[Data items]
################

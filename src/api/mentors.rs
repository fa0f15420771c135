//! Mentor API endpoints (the connect flow)
//!
//! - GET /api/v1/mentors - Mentor directory
//! - POST /api/v1/mentors - Register as a mentor
//! - GET /api/v1/mentors/{id} - Mentor detail with reviews and the
//!   caller's review form state
//! - POST /api/v1/mentors/{id}/reviews - Submit (insert or update) a review

use axum::{
    extract::{Path, State},
    http::StatusCode,
    response::IntoResponse,
    routing::get,
    Json, Router,
};
use serde::Serialize;

use crate::api::middleware::{ApiError, AppState, AuthenticatedUser};
use crate::models::{CreateMentorInput, Mentor, Review, SubmitReviewInput};
use crate::services::ReviewForm;

/// Mentor detail: the mentor, their reviews, and what the caller's review
/// form should show (blank five-star default, or their previous review).
#[derive(Debug, Serialize)]
pub struct MentorDetailResponse {
    pub mentor: Mentor,
    pub reviews: Vec<Review>,
    pub review_form: ReviewForm,
}

/// Build the mentors router
pub fn router() -> Router<AppState> {
    Router::new()
        .route("/", get(list_mentors).post(register_mentor))
        .route("/{id}", get(get_mentor))
        .route("/{id}/reviews", get(list_reviews).post(submit_review))
}

/// GET /api/v1/mentors - Mentor directory
async fn list_mentors(State(state): State<AppState>) -> Result<Json<Vec<Mentor>>, ApiError> {
    let mentors = state.mentor_service.list().await?;
    Ok(Json(mentors))
}

/// POST /api/v1/mentors - Register the current user as a mentor
async fn register_mentor(
    State(state): State<AppState>,
    user: AuthenticatedUser,
    Json(body): Json<CreateMentorInput>,
) -> Result<impl IntoResponse, ApiError> {
    let mentor = state.mentor_service.register(&user.0, body).await?;
    Ok((StatusCode::CREATED, Json(mentor)))
}

/// GET /api/v1/mentors/{id} - Mentor detail
///
/// Selecting a mentor loads their reviews and checks whether the caller
/// already reviewed them, pre-filling the form if so.
async fn get_mentor(
    State(state): State<AppState>,
    user: AuthenticatedUser,
    Path(id): Path<i64>,
) -> Result<Json<MentorDetailResponse>, ApiError> {
    let mentor = state.mentor_service.get(id).await?;
    let reviews = state.mentor_service.reviews(id).await?;
    let review_form = state.mentor_service.review_form(id, user.0.id).await?;

    Ok(Json(MentorDetailResponse {
        mentor,
        reviews,
        review_form,
    }))
}

/// GET /api/v1/mentors/{id}/reviews - Reviews for a mentor
async fn list_reviews(
    State(state): State<AppState>,
    Path(id): Path<i64>,
) -> Result<Json<Vec<Review>>, ApiError> {
    // 404 for unknown mentors rather than an empty list
    state.mentor_service.get(id).await?;
    let reviews = state.mentor_service.reviews(id).await?;
    Ok(Json(reviews))
}

/// POST /api/v1/mentors/{id}/reviews - Submit a review
///
/// Inserts on first submission, updates on resubmission, and refreshes the
/// mentor's aggregate rating either way.
async fn submit_review(
    State(state): State<AppState>,
    user: AuthenticatedUser,
    Path(id): Path<i64>,
    Json(body): Json<SubmitReviewInput>,
) -> Result<Json<Review>, ApiError> {
    let review = state.mentor_service.submit_review(&user.0, id, body).await?;
    Ok(Json(review))
}
//! Data models
//!
//! This module contains all data structures used throughout the GlobalNest
//! service. Models represent:
//! - Database entities (User, Profile, HousingListing, JobListing, Mentor,
//!   Review, Booking, Feedback, University, Student)
//! - API request/response types
//! - Internal data transfer objects

mod booking;
mod feedback;
mod housing;
mod job;
mod mentor;
mod profile;
mod review;
mod session;
mod university;
mod user;

pub use booking::{Booking, BookingStatus, CreateBookingInput, PaymentStatus};
pub use feedback::{CreateFeedbackInput, Feedback};
pub use housing::{CreateHousingInput, HousingListing, UpdateHousingInput};
pub use job::{CreateJobInput, JobListing, JobType, UpdateJobInput};
pub use mentor::{Availability, CreateMentorInput, Mentor};
pub use profile::{Location, Profile, UpdateProfileInput};
pub use review::{Review, SubmitReviewInput, DEFAULT_RATING, MIN_COMMENT_LENGTH};
pub use session::Session;
pub use university::{Student, StudentStatus, University};
pub use user::{User, UserRole};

################

An exact transcript of all the records is the expected result.

filename src/api/mentors.rs
repository fa0f15420771c135
//! Mentor API endpoints (the connect flow)
//!
//! - GET /api/v1/mentors - Mentor directory
//! - POST /api/v1/mentors - Register as a mentor
//! - GET /api/v1/mentors/{id} - Mentor detail with reviews and the
//!   caller's review form state
//! - POST /api/v1/mentors/{id}/reviews - Submit (insert or update) a review

use axum::{
    extract::{Path, State},
    http::StatusCode,
    response::IntoResponse,
    routing::get,
    Json, Router,
};
use serde::Serialize;

use crate::api::middleware::{ApiError, AppState, AuthenticatedUser};
use crate::models::{CreateMentorInput, Mentor, Review, SubmitReviewInput};
use crate::services::ReviewForm;

/// Mentor detail: the mentor, their reviews, and what the caller's review
/// form should show (blank five-star default, or their previous review).
#[derive(Debug, Serialize)]
pub struct MentorDetailResponse {
    pub mentor: Mentor,
    pub reviews: Vec<Review>,
    pub review_form: ReviewForm,
}

/// Build the mentors router
pub fn router() -> Router<AppState> {
    Router::new()
        .route("/", get(list_mentors).post(register_mentor))
        .route("/{id}", get(get_mentor))
        .route("/{id}/reviews", get(list_reviews).post(submit_review))
}

/// GET /api/v1/mentors - Mentor directory
async fn list_mentors(State(state): State<AppState>) -> Result<Json<Vec<Mentor>>, ApiError> {
    let mentors = state.mentor_service.list().await?;
    Ok(Json(mentors))
}

/// POST /api/v1/mentors - Register the current user as a mentor
async fn register_mentor(
    State(state): State<AppState>,
    user: AuthenticatedUser,
    Json(body): Json<CreateMentorInput>,
) -> Result<impl IntoResponse, ApiError> {
    let mentor = state.mentor_service.register(&user.0, body).await?;
    Ok((StatusCode::CREATED, Json(mentor)))
}

/// GET /api/v1/mentors/{id} - Mentor detail
///
/// Selecting a mentor loads their reviews and checks whether the caller
/// already reviewed them, pre-filling the form if so.
async fn get_mentor(
    State(state): State<AppState>,
    user: AuthenticatedUser,
    Path(id): Path<i64>,
) -> Result<Json<MentorDetailResponse>, ApiError> {
    let mentor = state.mentor_service.get(id).await?;
    let reviews = state.mentor_service.reviews(id).await?;
    let review_form = state.mentor_service.review_form(id, user.0.id).await?;

    Ok(Json(MentorDetailResponse {
        mentor,
        reviews,
        review_form,
    }))
}

/// GET /api/v1/mentors/{id}/reviews - Reviews for a mentor
async fn list_reviews(
    State(state): State<AppState>,
    Path(id): Path<i64>,
) -> Result<Json<Vec<Review>>, ApiError> {
    // 404 for unknown mentors rather than an empty list
    state.mentor_service.get(id).await?;
    let reviews = state.mentor_service.reviews(id).await?;
    Ok(Json(reviews))
}

/// POST /api/v1/mentors/{id}/reviews - Submit a review
///
/// Inserts on first submission, updates on resubmission, and refreshes the
/// mentor's aggregate rating either way.
async fn submit_review(
    State(state): State<AppState>,
    user: AuthenticatedUser,
    Path(id): Path<i64>,
    Json(body): Json<SubmitReviewInput>,
) -> Result<Json<Review>, ApiError> {
    let review = state.mentor_service.submit_review(&user.0, id, body).await?;
    Ok(Json(review))
}
//! Data models
//!
//! This module contains all data structures used throughout the GlobalNest
//! service. Models represent:
//! - Database entities (User, Profile, HousingListing, JobListing, Mentor,
//!   Review, Booking, Feedback, University, Student)
//! - API request/response types
//! - Internal data transfer objects

mod booking;
mod feedback;
mod housing;
mod job;
mod mentor;
mod profile;
mod review;
mod session;
mod university;
mod user;

pub use booking::{Booking, BookingStatus, CreateBookingInput, PaymentStatus};
pub use feedback::{CreateFeedbackInput, Feedback};
pub use housing::{CreateHousingInput, HousingListing, UpdateHousingInput};
pub use job::{CreateJobInput, JobListing, JobType, UpdateJobInput};
pub use mentor::{Availability, CreateMentorInput, Mentor};
pub use profile::{Location, Profile, UpdateProfileInput};
pub use review::{Review, SubmitReviewInput, DEFAULT_RATING, MIN_COMMENT_LENGTH};
pub use session::Session;
pub use university::{Student, StudentStatus, University};
pub use user::{User, UserRole};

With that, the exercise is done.